# 🐯 Tiger Re-Identification — Metric Learning (Paper-Style Eval, DINOv2)

This notebook implements a **metric-learning** pipeline for tiger re-ID with **paper-style evaluation**:

- **Train/val split** is **disjoint by identity** (no ID leakage).
- **Eval within val**: either **1 random gallery image per ID** (as used in many re-ID papers) **or** deterministic **first-per-ID** (for reproducibility).
- Backbone: **DINOv2 ViT** via `torch.hub` wrapped in **TigerDINO**.
- Training: **Balanced P×K sampler**, **batch-hard triplet** on **L2-normalized embeddings**.
- Metrics: **Rank-1** and **mAP** computed by cosine similarity.

In [1]:
# =====================
# Config
# =====================
CSV_PATH   = "./training_annotation/reid_list_train.csv"  # columns: tiger_id, image_filename
IMAGE_ROOT = "./train"  # where image files live

SEED       = 42
VAL_RATIO  = 0.2         # split-by-ID
IMG_SIZE   = 224

# Backbone / Head
DINO_MODEL = "dinov2_vitb14"
EMBED_DIM  = 512

# PK Sampler & Optim
P, K       = 8, 4
EPOCHS     = 20
LR         = 1e-4
WD         = 5e-2
MARGIN     = 0.3
BATCH_EVAL = 64
NUM_WORKERS= 4
SAVE_DIR   = "checkpoints"

# Evaluation mode inside VAL:
# If True -> "paper style": one RANDOM gallery image per ID (seeded)
# If False -> deterministic: first-per-ID goes to QUERY, rest in GALLERY (reliable across runs)
PAPER_RANDOM_GALLERY = True

In [5]:
# =====================
# Imports & setup
# =====================
import os, math, random
import numpy as np, pandas as pd
from pathlib import Path
from PIL import Image

import torch
import torch.nn as nn
import torch.nn.functional as F
from torch.utils.data import Dataset, DataLoader, Sampler
from tqdm import tqdm

torch.backends.cudnn.benchmark = True
device = torch.device("cuda" if torch.cuda.is_available() else "cpu")
print("Device:", device)

def seed_all(seed=SEED):
    random.seed(seed); np.random.seed(seed); torch.manual_seed(seed)
    if torch.cuda.is_available():
        torch.cuda.manual_seed_all(seed)
seed_all(SEED)

assert os.path.exists(CSV_PATH), f"CSV not found: {CSV_PATH}"
df = pd.read_csv(CSV_PATH, header=None, names=["tiger_id", "image_filename"])
print(f"Total images: {len(df)} | Unique tigers: {df['tiger_id'].nunique()}")

Device: cuda
Total images: 1887 | Unique tigers: 107


In [6]:
# =====================
# Split-by-ID into train / val (CLOSED-SET eval is within VAL only)
# =====================
uniq_ids = df["tiger_id"].unique()
rng = np.random.default_rng(SEED)
rng.shuffle(uniq_ids)
n_val = max(1, int(len(uniq_ids) * VAL_RATIO))
val_ids = set(uniq_ids[:n_val])
train_ids = set(uniq_ids[n_val:])

train_df = df[df["tiger_id"].isin(train_ids)].reset_index(drop=True)
val_df   = df[df["tiger_id"].isin(val_ids)].reset_index(drop=True)

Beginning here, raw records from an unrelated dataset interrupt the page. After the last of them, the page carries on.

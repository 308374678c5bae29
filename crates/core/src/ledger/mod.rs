//! Tenant ledger logic.
//!
//! This module implements the per-tenant running-balance ledger:
//! - Ledger entries with a tagged debit/credit posting
//! - Running balance calculation and verification
//! - Store abstraction with an in-memory implementation
//! - Cascade and full balance recomputation
//! - Listing filters and summaries
//! - Ledger service for balances, manual entries and recalculation
//! - Error types for ledger operations

pub mod balance;
pub mod entry;
pub mod error;
pub mod filter;
pub mod memory;
pub mod recompute;
pub mod service;
pub mod store;

#[cfg(test)]
mod recompute_props;

pub use balance::{BalanceStatus, BalanceSummary, BalanceUpdate, RunningBalance};
pub use entry::{
    CanonicalKey, DateRange, EntryCategory, EntryChanges, LedgerEntry, MAX_TEXT_LEN, NewLedgerEntry,
    Posting, Side,
};
pub use error::LedgerError;
pub use filter::{BalanceSign, CategorySummary, LedgerFilter, LedgerSummary};
pub use memory::{MemoryLedgerScope, MemoryLedgerStore};
pub use recompute::{RecomputeEngine, RecomputeReport};
pub use service::{LedgerService, ManualEntryInput, RecalculationReport};
pub use store::{LedgerScope, LedgerStore};
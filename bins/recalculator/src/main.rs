//! Tenant ledger balance recalculation.
//!
//! Walks every entry of one tenant (or all tenants) in `(transaction_date, id)`
//! order and rewrites stored running balances that drifted. With `--dry-run`
//! the changes are only reported.
//!
//! Usage: recalculator [--tenant-id <UUID>] [--dry-run]

use std::sync::Arc;

use clap::Parser;
use tracing::info;
use tracing_subscriber::{layer::SubscriberExt, util::SubscriberInitExt};

use tenantbook_core::ledger::{LedgerService, RecalculationReport};
use tenantbook_db::{SeaOrmLedgerStore, connect};
use tenantbook_shared::AppConfig;
use tenantbook_shared::types::TenantId;

#[derive(Parser)]
#[command(name = "recalculator")]
#[command(about = "Recalculate running balances of tenant ledgers")]
struct Cli {
    /// Only recalculate this tenant.
    #[arg(long)]
    tenant_id: Option<TenantId>,

    /// Report changes without writing them.
    #[arg(long)]
    dry_run: bool,
}

#[tokio::main]
async fn main() -> anyhow::Result<()> {
    dotenvy::dotenv().ok();

    tracing_subscriber::registry()
        .with(
            tracing_subscriber::EnvFilter::try_from_default_env()
                .unwrap_or_else(|_| "tenantbook=debug".into()),
        )
        .with(tracing_subscriber::fmt::layer())
        .init();

    let cli = Cli::parse();
    let config = AppConfig::load()?;

    let db = connect(&config.database).await?;
    let store = Arc::new(SeaOrmLedgerStore::new(db));
    let service = LedgerService::new(store, config.ledger);

    let reports = match cli.tenant_id {
        Some(tenant_id) => vec![service.recalculate(tenant_id, cli.dry_run).await?],
        None => service.recalculate_all(cli.dry_run).await?,
    };

    let mut changed = 0;
    for report in &reports {
        print_report(report);
        changed += report.changes.len();
    }

    info!(
        tenants = reports.len(),
        changed,
        dry_run = cli.dry_run,
        "Recalculation finished"
    );
    if cli.dry_run && changed > 0 {
        println!("Dry run: {changed} balance(s) would change. Run without --dry-run to apply.");
    }
    Ok(())
}

fn print_report(report: &RecalculationReport) {
    println!(
        "Tenant {}: {} entries, final balance {}",
        report.tenant_id, report.entries_examined, report.final_balance
    );
    for change in &report.changes {
        println!("  entry {}: {} -> {}", change.id, change.old, change.new);
    }
}
//! Database migrations.
//!
//! Migrations are managed using sea-orm-migration.

pub use sea_orm_migration::prelude::*;

mod m20260110_000001_tenant_ledgers;
mod m20260110_000002_tenant_ledger_locks;

/// Migrator for running database migrations.
pub struct Migrator;

#[async_trait::async_trait]
impl MigratorTrait for Migrator {
    fn migrations() -> Vec<Box<dyn MigrationTrait>> {
        vec![
            Box::new(m20260110_000001_tenant_ledgers::Migration),
            Box::new(m20260110_000002_tenant_ledger_locks::Migration),
        ]
    }
}
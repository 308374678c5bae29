//! Running balance calculations.
//!
//! A tenant's balance after entry `i` in canonical order is
//! `balance(i - 1) + debit(i) - credit(i)`, with the balance before the first
//! entry being zero. Positive balances mean the tenant owes money.

use rust_decimal::Decimal;
use serde::{Deserialize, Serialize};
use tenantbook_shared::types::{LedgerEntryId, TenantId};

use super::entry::LedgerEntry;
use super::error::LedgerError;

/// Running balance information for one step of the chain.
///
/// - position: 1-based index of the entry within the walked range
/// - previous_balance: balance before this entry
/// - current_balance: balance after this entry
#[derive(Debug, Clone, Copy, PartialEq, Eq, Serialize, Deserialize)]
pub struct RunningBalance {
    /// Number of entries applied since the anchor.
    pub position: u64,
    /// Balance before this entry.
    pub previous_balance: Decimal,
    /// Balance after this entry.
    pub current_balance: Decimal,
}

impl RunningBalance {
    /// Starting point of a walk: the balance just before the first entry
    /// examined. Zero for a walk over the whole ledger.
    #[must_use]
    pub const fn anchor(balance: Decimal) -> Self {
        Self {
            position: 0,
            previous_balance: balance,
            current_balance: balance,
        }
    }

    /// Running balance for the first entry of a tenant.
    #[must_use]
    pub fn first_entry(balance_change: Decimal) -> Option<Self> {
        Self::anchor(Decimal::ZERO).next_entry(balance_change)
    }

    /// Running balance after applying one more entry.
    ///
    /// Returns `None` on decimal overflow.
    #[must_use]
    pub fn next_entry(&self, balance_change: Decimal) -> Option<Self> {
        Some(Self {
            position: self.position + 1,
            previous_balance: self.current_balance,
            current_balance: self.current_balance.checked_add(balance_change)?,
        })
    }
}

/// A balance rewrite produced by a recompute.
#[derive(Debug, Clone, Copy, PartialEq, Eq, Serialize, Deserialize)]
pub struct BalanceUpdate {
    /// Entry whose balance is recomputed.
    pub id: LedgerEntryId,
    /// Balance as persisted before the recompute.
    pub old: Decimal,
    /// Balance implied by the chain.
    pub new: Decimal,
}

impl BalanceUpdate {
    /// Returns true if the persisted balance is stale.
    #[must_use]
    pub fn changed(&self) -> bool {
        self.old != self.new
    }
}

/// Computes the balance every entry should carry.
///
/// `entries` must be in canonical order and `anchor` must be the balance of
/// the entry immediately before the first one (zero if none).
pub fn running_balances(
    tenant_id: TenantId,
    anchor: Decimal,
    entries: &[LedgerEntry],
) -> Result<Vec<BalanceUpdate>, LedgerError> {
    let mut running = RunningBalance::anchor(anchor);
    let mut updates = Vec::with_capacity(entries.len());
    for entry in entries {
        running = running
            .next_entry(entry.posting.balance_change())
            .ok_or(LedgerError::BalanceOverflow { tenant_id })?;
        updates.push(BalanceUpdate {
            id: entry.id,
            old: entry.balance,
            new: running.current_balance,
        });
    }
    Ok(updates)
}

/// Sums amounts, failing instead of overflowing.
///
/// # Errors
///
/// Returns [`LedgerError::BalanceOverflow`] if the total exceeds the decimal
/// range.
pub fn checked_total<I>(tenant_id: TenantId, amounts: I) -> Result<Decimal, LedgerError>
where
    I: IntoIterator<Item = Decimal>,
{
    amounts.into_iter().try_fold(Decimal::ZERO, |total, amount| {
        total
            .checked_add(amount)
            .ok_or(LedgerError::BalanceOverflow { tenant_id })
    })
}

/// Checks persisted balances against the chain rule.
///
/// Returns the final balance of the walked range (the anchor if empty).
pub fn verify_chain(
    tenant_id: TenantId,
    anchor: Decimal,
    entries: &[LedgerEntry],
) -> Result<Decimal, LedgerError> {
    let mut previous = anchor;
    for entry in entries {
        let expected = previous
            .checked_add(entry.posting.balance_change())
            .ok_or(LedgerError::BalanceOverflow { tenant_id })?;
        if entry.balance != expected {
            return Err(LedgerError::InvariantViolation {
                tenant_id,
                entry_id: entry.id,
                expected,
                actual: entry.balance,
            });
        }
        previous = entry.balance;
    }
    Ok(previous)
}

/// Whether the tenant owes money, is owed money, or is settled.
#[derive(Debug, Clone, Copy, PartialEq, Eq, Serialize, Deserialize)]
#[serde(rename_all = "snake_case")]
pub enum BalanceStatus {
    /// Tenant owes money.
    Outstanding,
    /// Tenant is owed money.
    Credit,
    /// Nothing owed either way.
    Balanced,
}

impl BalanceStatus {
    /// Classifies a balance.
    #[must_use]
    pub fn from_balance(balance: Decimal) -> Self {
        if balance > Decimal::ZERO {
            Self::Outstanding
        } else if balance < Decimal::ZERO {
            Self::Credit
        } else {
            Self::Balanced
        }
    }
}

/// Balance overview for one tenant.
#[derive(Debug, Clone, PartialEq, Eq, Serialize, Deserialize)]
pub struct BalanceSummary {
    /// Tenant.
    pub tenant_id: TenantId,
    /// Balance of the last entry in canonical order, or zero.
    pub current_balance: Decimal,
    /// Sum of all debits.
    pub total_debits: Decimal,
    /// Sum of all credits.
    pub total_credits: Decimal,
    /// Number of entries.
    pub entry_count: u64,
    /// Balance classification.
    pub status: BalanceStatus,
}

impl BalanceSummary {
    /// Summarizes a tenant's entries, given in canonical order.
    ///
    /// # Errors
    ///
    /// Returns [`LedgerError::BalanceOverflow`] if a total exceeds the
    /// decimal range.
    pub fn from_entries(tenant_id: TenantId, entries: &[LedgerEntry]) -> Result<Self, LedgerError> {
        let current_balance = entries.last().map_or(Decimal::ZERO, |entry| entry.balance);
        Ok(Self {
            tenant_id,
            current_balance,
            total_debits: checked_total(tenant_id, entries.iter().map(LedgerEntry::debit_amount))?,
            total_credits: checked_total(tenant_id, entries.iter().map(LedgerEntry::credit_amount))?,
            entry_count: entries.len() as u64,
            status: BalanceStatus::from_balance(current_balance),
        })
    }
}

print(f"Train IDs: {len(train_ids)}, Val IDs: {len(val_ids)}")
print(f"Train images: {len(train_df)}, Val images: {len(val_df)}")

Train IDs: 86, Val IDs: 21
Train images: 1428, Val images: 459


In [7]:
# =====================
# Transforms
# =====================
from torchvision import transforms
def make_transforms(img_size=IMG_SIZE):
    train_tf = transforms.Compose([
        transforms.Resize(int(img_size*1.2)),
        transforms.RandomResizedCrop(img_size, scale=(0.6,1.0)),
        transforms.RandomHorizontalFlip(),
        transforms.ColorJitter(0.2,0.2,0.2,0.1),
        transforms.ToTensor(),
        transforms.Normalize(mean=[0.485,0.456,0.406], std=[0.229,0.224,0.225]),
    ])
    val_tf = transforms.Compose([
        transforms.Resize(int(img_size*1.2)),
        transforms.CenterCrop(img_size),
        transforms.ToTensor(),
        transforms.Normalize(mean=[0.485,0.456,0.406], std=[0.229,0.224,0.225]),
    ])
    return train_tf, val_tf

train_tf, val_tf = make_transforms(IMG_SIZE)

In [8]:
# =====================
# Dataset with SHARED ID MAP (consistent labels everywhere)
# =====================
class TigerCSVReID(Dataset):
    def __init__(self, dataframe, image_root, transform=None, id_map=None):
        self.df = dataframe.copy().reset_index(drop=True)
        self.image_root = Path(image_root)
        self.transform = transform

        if id_map is None:
            uniq = sorted(self.df["tiger_id"].unique().tolist())
            self.id2idx = {tid:i for i,tid in enumerate(uniq)}
        else:
            self.id2idx = id_map  # shared mapping across train/val/gallery/query

    def __len__(self): return len(self.df)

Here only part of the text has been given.